# What is required
Would you print the material exactly, starting at its first line and ending at the line holding "let name = name.into();"?

# Records for this task
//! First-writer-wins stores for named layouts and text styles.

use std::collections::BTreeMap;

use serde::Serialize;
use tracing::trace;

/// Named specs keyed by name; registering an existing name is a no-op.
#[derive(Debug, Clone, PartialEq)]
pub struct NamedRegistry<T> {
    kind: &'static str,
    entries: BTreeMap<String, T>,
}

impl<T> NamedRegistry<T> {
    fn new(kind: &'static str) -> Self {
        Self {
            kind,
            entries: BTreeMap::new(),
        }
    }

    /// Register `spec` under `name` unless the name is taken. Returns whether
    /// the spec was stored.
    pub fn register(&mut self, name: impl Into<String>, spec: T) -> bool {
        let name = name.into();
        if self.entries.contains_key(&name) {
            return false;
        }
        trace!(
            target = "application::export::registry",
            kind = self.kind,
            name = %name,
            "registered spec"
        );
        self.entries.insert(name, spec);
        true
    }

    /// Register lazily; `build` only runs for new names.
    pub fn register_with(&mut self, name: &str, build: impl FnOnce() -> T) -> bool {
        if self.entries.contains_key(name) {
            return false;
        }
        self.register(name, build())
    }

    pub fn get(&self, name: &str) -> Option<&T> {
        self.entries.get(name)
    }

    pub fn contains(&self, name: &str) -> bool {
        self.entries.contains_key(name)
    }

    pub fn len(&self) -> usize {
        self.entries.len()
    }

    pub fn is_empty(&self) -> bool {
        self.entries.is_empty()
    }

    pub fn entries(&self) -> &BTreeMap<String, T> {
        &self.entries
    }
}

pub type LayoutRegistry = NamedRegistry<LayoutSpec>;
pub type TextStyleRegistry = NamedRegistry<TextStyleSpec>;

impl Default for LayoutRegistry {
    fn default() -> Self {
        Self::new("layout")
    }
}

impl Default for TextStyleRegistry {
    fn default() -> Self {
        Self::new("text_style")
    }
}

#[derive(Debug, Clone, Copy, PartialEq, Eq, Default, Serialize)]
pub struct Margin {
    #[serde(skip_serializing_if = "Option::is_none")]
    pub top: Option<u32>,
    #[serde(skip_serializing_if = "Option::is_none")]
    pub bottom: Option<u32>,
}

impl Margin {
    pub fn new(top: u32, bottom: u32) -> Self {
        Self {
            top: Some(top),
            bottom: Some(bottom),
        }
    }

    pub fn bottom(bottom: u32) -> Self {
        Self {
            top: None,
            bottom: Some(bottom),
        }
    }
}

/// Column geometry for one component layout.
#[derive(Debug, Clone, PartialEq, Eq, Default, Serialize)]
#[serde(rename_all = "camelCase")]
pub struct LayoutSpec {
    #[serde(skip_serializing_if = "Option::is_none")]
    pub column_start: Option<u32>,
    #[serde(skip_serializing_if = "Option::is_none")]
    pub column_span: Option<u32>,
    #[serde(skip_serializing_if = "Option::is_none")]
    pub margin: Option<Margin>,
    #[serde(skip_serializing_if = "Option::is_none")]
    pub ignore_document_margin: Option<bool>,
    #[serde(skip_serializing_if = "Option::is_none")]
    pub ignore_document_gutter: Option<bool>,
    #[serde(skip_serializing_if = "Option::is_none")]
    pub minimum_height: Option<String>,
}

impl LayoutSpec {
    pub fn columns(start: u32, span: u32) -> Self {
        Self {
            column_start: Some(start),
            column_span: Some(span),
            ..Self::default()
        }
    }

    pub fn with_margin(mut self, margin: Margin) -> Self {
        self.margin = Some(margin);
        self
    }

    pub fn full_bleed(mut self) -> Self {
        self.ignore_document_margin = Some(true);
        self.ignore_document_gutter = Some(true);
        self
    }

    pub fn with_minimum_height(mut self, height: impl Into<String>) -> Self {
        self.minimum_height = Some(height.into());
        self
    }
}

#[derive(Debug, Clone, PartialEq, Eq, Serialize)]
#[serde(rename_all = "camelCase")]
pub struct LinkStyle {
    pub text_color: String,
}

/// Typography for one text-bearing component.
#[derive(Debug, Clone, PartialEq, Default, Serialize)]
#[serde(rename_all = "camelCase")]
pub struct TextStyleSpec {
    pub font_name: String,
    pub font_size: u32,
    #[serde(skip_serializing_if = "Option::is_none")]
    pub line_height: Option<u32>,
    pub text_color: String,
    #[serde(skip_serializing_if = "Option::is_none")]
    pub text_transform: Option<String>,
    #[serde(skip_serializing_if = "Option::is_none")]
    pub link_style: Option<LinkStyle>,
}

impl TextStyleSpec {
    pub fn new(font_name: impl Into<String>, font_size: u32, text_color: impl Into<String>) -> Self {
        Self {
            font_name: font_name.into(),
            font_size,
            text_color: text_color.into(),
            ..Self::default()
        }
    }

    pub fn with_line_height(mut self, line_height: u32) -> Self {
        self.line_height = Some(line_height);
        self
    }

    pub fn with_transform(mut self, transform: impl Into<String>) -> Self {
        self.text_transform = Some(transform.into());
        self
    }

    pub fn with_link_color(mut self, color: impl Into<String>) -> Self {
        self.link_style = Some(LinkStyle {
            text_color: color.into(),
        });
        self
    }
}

# Result below
//! First-writer-wins stores for named layouts and text styles.

use std::collections::BTreeMap;

use serde::Serialize;
use tracing::trace;

/// Named specs keyed by name; registering an existing name is a no-op.
#[derive(Debug, Clone, PartialEq)]
pub struct NamedRegistry<T> {
    kind: &'static str,
    entries: BTreeMap<String, T>,
}

impl<T> NamedRegistry<T> {
    fn new(kind: &'static str) -> Self {
        Self {
            kind,
            entries: BTreeMap::new(),
        }
    }

    /// Register `spec` under `name` unless the name is taken. Returns whether
    /// the spec was stored.
    pub fn register(&mut self, name: impl Into<String>, spec: T) -> bool {
        let name = name.into();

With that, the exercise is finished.